# How long does Morphine or narcotics stay in your system?



## Kamikazee (Jul 31, 2007)

I was wondering if anybody has had experience taking narcotics like Morphine and if they know how long they stay in your body or if they can have any long term effects even if your not taking them anymore? If so what are some ways to treat these effects?I was given Morphine about 6-7 weeks ago for a endoscopy instead of the regular demerol. They gave me two strong does of it one when I first went into the procedure and the second about half way through because they said I was waking up. And since then I have had a whole new array of symptoms that I have never had before like nausea, bloating, hard to concentrate, dizziness, headaches, brain fog, sore back, feel really weak at times, pretty much flu like symptoms. Before I mainly just had ad. cramps and diarrhea everyday, I still get these every so often maybe once a week. But these new symptoms are 3 times worse I rather have my old ones any day, I cant eat anything with out feeling like Im going to vomit.
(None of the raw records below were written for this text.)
#[cfg(test)]
mod tests {
    use super::*;
    use std::collections::{HashMap, HashSet};
    use std::sync::Mutex;
    use std::time::Duration;

    /// Scriptable catalog fake: pages keyed by account, optional per-account
    /// delays and failures, call recording.
    #[derive(Default)]
    struct FakeCatalog {
        account_pages: Mutex<Vec<Result<AccountPage>>>,
        role_pages: Mutex<HashMap<String, Vec<Result<RolePage>>>>,
        delays: HashMap<String, Duration>,
        role_calls: Mutex<Vec<String>>,
    }

    impl FakeCatalog {
        fn with_account_pages(pages: Vec<Result<AccountPage>>) -> Self {
            Self {
                account_pages: Mutex::new(pages),
                ..Default::default()
            }
        }

        fn add_role_pages(&mut self, account_id: &str, pages: Vec<Result<RolePage>>) {
            self.role_pages
                .lock()
                .expect("role pages lock")
                .insert(account_id.to_string(), pages);
        }

        fn role_calls(&self) -> Vec<String> {
            self.role_calls.lock().expect("role calls lock").clone()
        }
    }

    impl CatalogClient for FakeCatalog {
        fn list_accounts<'a>(
            &'a self,
            _access_token: &'a str,
            _next_token: Option<&'a str>,
        ) -> Pin<Box<dyn Future<Output = Result<AccountPage>> + Send + 'a>> {
            Box::pin(async {
                let mut pages = self.account_pages.lock().expect("account pages lock");
                if pages.is_empty() {
                    return Ok(AccountPage::default());
                }
                pages.remove(0)
            })
        }

        fn list_account_roles<'a>(
            &'a self,
            _access_token: &'a str,
            account_id: &'a str,
            _next_token: Option<&'a str>,
        ) -> Pin<Box<dyn Future<Output = Result<RolePage>> + Send + 'a>> {
            Box::pin(async move {
                if let Some(delay) = self.delays.get(account_id) {
                    tokio::time::sleep(*delay).await;
                }
                self.role_calls
                    .lock()
                    .expect("role calls lock")
                    .push(account_id.to_string());
                let mut pages = self.role_pages.lock().expect("role pages lock");
                let queue = pages
                    .get_mut(account_id)
                    .unwrap_or_else(|| panic!("no scripted role pages for {account_id}"));
                queue.remove(0)
            })
        }

        fn get_role_credentials<'a>(
            &'a self,
            _access_token: &'a str,
            _account_id: &'a str,
            _role_name: &'a str,
        ) -> Pin<Box<dyn Future<Output = Result<RoleCredentials>> + Send + 'a>> {
            Box::pin(async { panic!("not used by discovery tests") })
        }
    }

    fn account(id: &str, name: &str) -> DiscoveredAccount {
        DiscoveredAccount {
            account_id: id.to_string(),
            account_name: name.to_string(),
            email: format!("root@{name}.example.com"),
        }
    }

    fn role(account_id: &str, name: &str) -> DiscoveredRole {
        DiscoveredRole {
            account_id: account_id.to_string(),
            role_name: name.to_string(),
        }
    }

    #[tokio::test]
    async fn two_page_account_list_is_assembled_in_order() {
        let catalog = FakeCatalog::with_account_pages(vec![
            Ok(AccountPage {
                accounts: vec![account("111111111111", "prod")],
                next_token: Some("page-2".to_string()),
            }),
            Ok(AccountPage {
                accounts: vec![account("222222222222", "dev")],
                next_token: None,
            }),
        ]);
        let cancel = CancellationToken::new();

        let accounts = list_all_accounts(&catalog, "token", &cancel)
            .await
            .expect("accounts");
        let ids: Vec<_> = accounts.iter().map(|a| a.account_id.as_str()).collect();
        assert_eq!(ids, vec!["111111111111", "222222222222"]);
    }

    #[tokio::test]
    async fn account_page_failure_returns_no_accounts() {
        let catalog = FakeCatalog::with_account_pages(vec![
            Ok(AccountPage {
                accounts: vec![account("111111111111", "prod")],
                next_token: Some("page-2".to_string()),
            }),
            Err(GangwayError::Transport("throttled".to_string())),
        ]);
        let cancel = CancellationToken::new();

        let err = list_all_accounts(&catalog, "token", &cancel)
            .await
            .unwrap_err();
        assert!(matches!(err, GangwayError::Discovery(_)));
        assert!(err.to_string().contains("failed to list accounts"));
    }

    #[tokio::test]
    async fn two_page_role_list_is_assembled_in_order() {
        let mut catalog = FakeCatalog::default();
        catalog.add_role_pages(
            "111111111111",
            vec![
                Ok(RolePage {
                    roles: vec![role("111111111111", "AdministratorAccess")],
                    next_token: Some("page-2".to_string()),
                }),
                Ok(RolePage {
                    roles: vec![role("111111111111", "ReadOnlyAccess")],
                    next_token: None,
                }),
            ],
        );
        let cancel = CancellationToken::new();

        let roles = list_all_account_roles(&catalog, "token", "111111111111", &cancel)
            .await
            .expect("roles");
        let names: Vec<_> = roles.iter().map(|r| r.role_name.as_str()).collect();
        assert_eq!(names, vec!["AdministratorAccess", "ReadOnlyAccess"]);
    }

    #[tokio::test(start_paused = true)]
    async fn fan_out_preserves_account_order_despite_completion_order() {
        let mut catalog = FakeCatalog::default();
        catalog.add_role_pages(
            "111111111111",
            vec![Ok(RolePage {
                roles: vec![role("111111111111", "Admin")],
                next_token: None,
            })],
        );
        catalog.add_role_pages(
            "222222222222",
            vec![Ok(RolePage {
                roles: vec![role("222222222222", "ReadOnly")],
                next_token: None,
            })],
        );
        // The first account's fetch finishes well after the second's.
        catalog
            .delays
            .insert("111111111111".to_string(), Duration::from_millis(250));

        let accounts = vec![
            account("111111111111", "prod"),
            account("222222222222", "dev"),
        ];
        let cancel = CancellationToken::new();

        let bindings = discover_role_bindings(Arc::new(catalog), "token", &accounts, &cancel)
            .await
            .expect("bindings");
        let order: Vec<_> = bindings
            .iter()
            .map(|b| b.role.account_id.as_str())
            .collect();
        assert_eq!(order, vec!["111111111111", "222222222222"]);
    }

    #[tokio::test]
    async fn flattened_bindings_keep_roles_in_provider_order() {
        let mut catalog = FakeCatalog::default();
        catalog.add_role_pages(
            "111111111111",
            vec![Ok(RolePage {
                roles: vec![role("111111111111", "Admin"), role("111111111111", "Audit")],
                next_token: None,
            })],
        );
        let accounts = vec![account("111111111111", "prod")];
        let cancel = CancellationToken::new();

        let bindings = discover_role_bindings(Arc::new(catalog), "token", &accounts, &cancel)
            .await
            .expect("bindings");
        let names: Vec<_> = bindings.iter().map(|b| b.role.role_name.as_str()).collect();
        assert_eq!(names, vec!["Admin", "Audit"]);
        assert!(bindings.iter().all(|b| b.account.account_id == b.role.account_id));
    }

    #[tokio::test(start_paused = true)]
    async fn first_role_failure_abandons_remaining_fetches() {
        let mut catalog = FakeCatalog::default();
        let mut accounts = Vec::new();
        for index in 0..7 {
            let id = format!("{index}{index}{index}111111111");
            if index == 0 {
                catalog.add_role_pages(
                    &id,
                    vec![Err(GangwayError::Transport("denied".to_string()))],
                );
            } else {
                catalog.delays.insert(id.clone(), Duration::from_secs(60));
                catalog.add_role_pages(
                    &id,
                    vec![Ok(RolePage {
                        roles: vec![role(&id, "Admin")],
                        next_token: None,
                    })],
                );
            }
            accounts.push(account(&id, &format!("acct-{index}")));
        }
        let catalog = Arc::new(catalog);
        let cancel = CancellationToken::new();

        let err = discover_role_bindings(Arc::clone(&catalog), "token", &accounts, &cancel)
            .await
            .unwrap_err();
        assert!(matches!(err, GangwayError::Discovery(_)));

        // Only calls admitted before the failure may have run; the accounts
        // still queued behind the admission gate never issued a call.
        let called: HashSet<_> = catalog.role_calls().into_iter().collect();
        assert!(called.len() <= DISCOVERY_CONCURRENCY);
    }

    #[tokio::test]
    async fn pre_cancelled_token_aborts_discovery() {
        let catalog = Arc::new(FakeCatalog::default());
        let cancel = CancellationToken::new();
        cancel.cancel();

        let accounts = vec![account("111111111111", "prod")];
        let err = discover_role_bindings(catalog, "token", &accounts, &cancel)
            .await
            .unwrap_err();
        assert!(matches!(err, GangwayError::Cancelled));
    }

    #[tokio::test]
    async fn no_accounts_yields_no_bindings() {
        let catalog = Arc::new(FakeCatalog::default());
        let cancel = CancellationToken::new();
        let bindings = discover_role_bindings(catalog, "token", &[], &cancel)
            .await
            .expect("bindings");
        assert!(bindings.is_empty());
    }
}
And the other day I started burping up a ot of stomach acid and it burnt the hell out of my throat, what does this mean?I used to have 3 bowels movements a day now I'm lucky if I have one. Im pretty sure its the morphine because it started right afterwards and my mother says that her mom and herself have low tolerances to narcotics, and that I might as well. Just wondering if anybody knows what I should do I cant really take it anymore its so miserable, I feel like I have the flu 24/7. Maybe I was overdosed and these are signs of poisoning?Also I asked the nurse of the GI I was seeing and she said that it sounds like I have an ear infection or an infection of some kind and that I should get checked out, and that narcotics don't stay in your system this long. So the point of the topic is do narcotics even if you get poisoned stay in your system for 6-7 weeks? thanks


----------



## Kathleen M. (Nov 16, 1999)

The half-life of morphine that is injected is like 1.5 to 4 hours.So every 4 hours the blood concentration drops by 50% so it doesn't take weeks to clear the system. That is one of the reasons why addicts have to take so much all the time, it doesn't last that long. After 24 hours even at the slowest clear rate you only have like 1% of the initial dose left in your body.Not sure why the symptoms would have started around that time, but the drugs are out of your system.


----------



## eric (Jul 8, 1999)

Kathleen is right.It also sounds like you might have GERD."GI I was seeing and she said that it sounds like I have an ear infection or an infection of some kind and that I should get checked out,"I agree with thisAlso IBS can cause a lot of the symptoms your having.


----------



## Kamikazee (Jul 31, 2007)

Thanks for the quick response thats great so that eliminates one possibility totally. What is GERD? Also when it comes to infections I notice right around the time these new symptoms started coming on, a little sore that was shaped like a pill the size of my finger nail on my right hip. It started out as a scab and now its a scar. I asked my mom about it and she said she thought it looked like a bug bite, but I thought it was a bed sore. Before all these symptoms started coming on about 2 weeks before actually, I noticed it and I noticed my back getting sore. Could it possibly be a bug bite? I looked it up and the symptoms didn't look the same and do bug bites last this long? Thanks really appreciate the help.


----------



## Kathleen M. (Nov 16, 1999)

Some bugs carry bacteria that can cause infections that last a lot longer than the bug bite.Let the doc take a look at that and see if there is anything with your symptoms that might need to be tested for.


----------



## eric (Jul 8, 1999)

Gerd is an upper gi disorder, Gastroesophageal Reflux Diseasehttp://health.yahoo.com/gerd-overview/gast...e--hw99179.html


----------



## 21198 (Dec 10, 2006)

Well drug tests can detect water lodging based drugs for only 72 hours (heroin ,cocaine,meth,) ,while oil/fat lodging drugs like marijuana stores in fat cells for up to 7 to 10 days There shouldnt be any effects from the morphine after 6 to 8 hours at most, usually the docs give Valium after a colonoscopy not morphine to avoid causing constipation from the opiate/morphine family of drugs


----------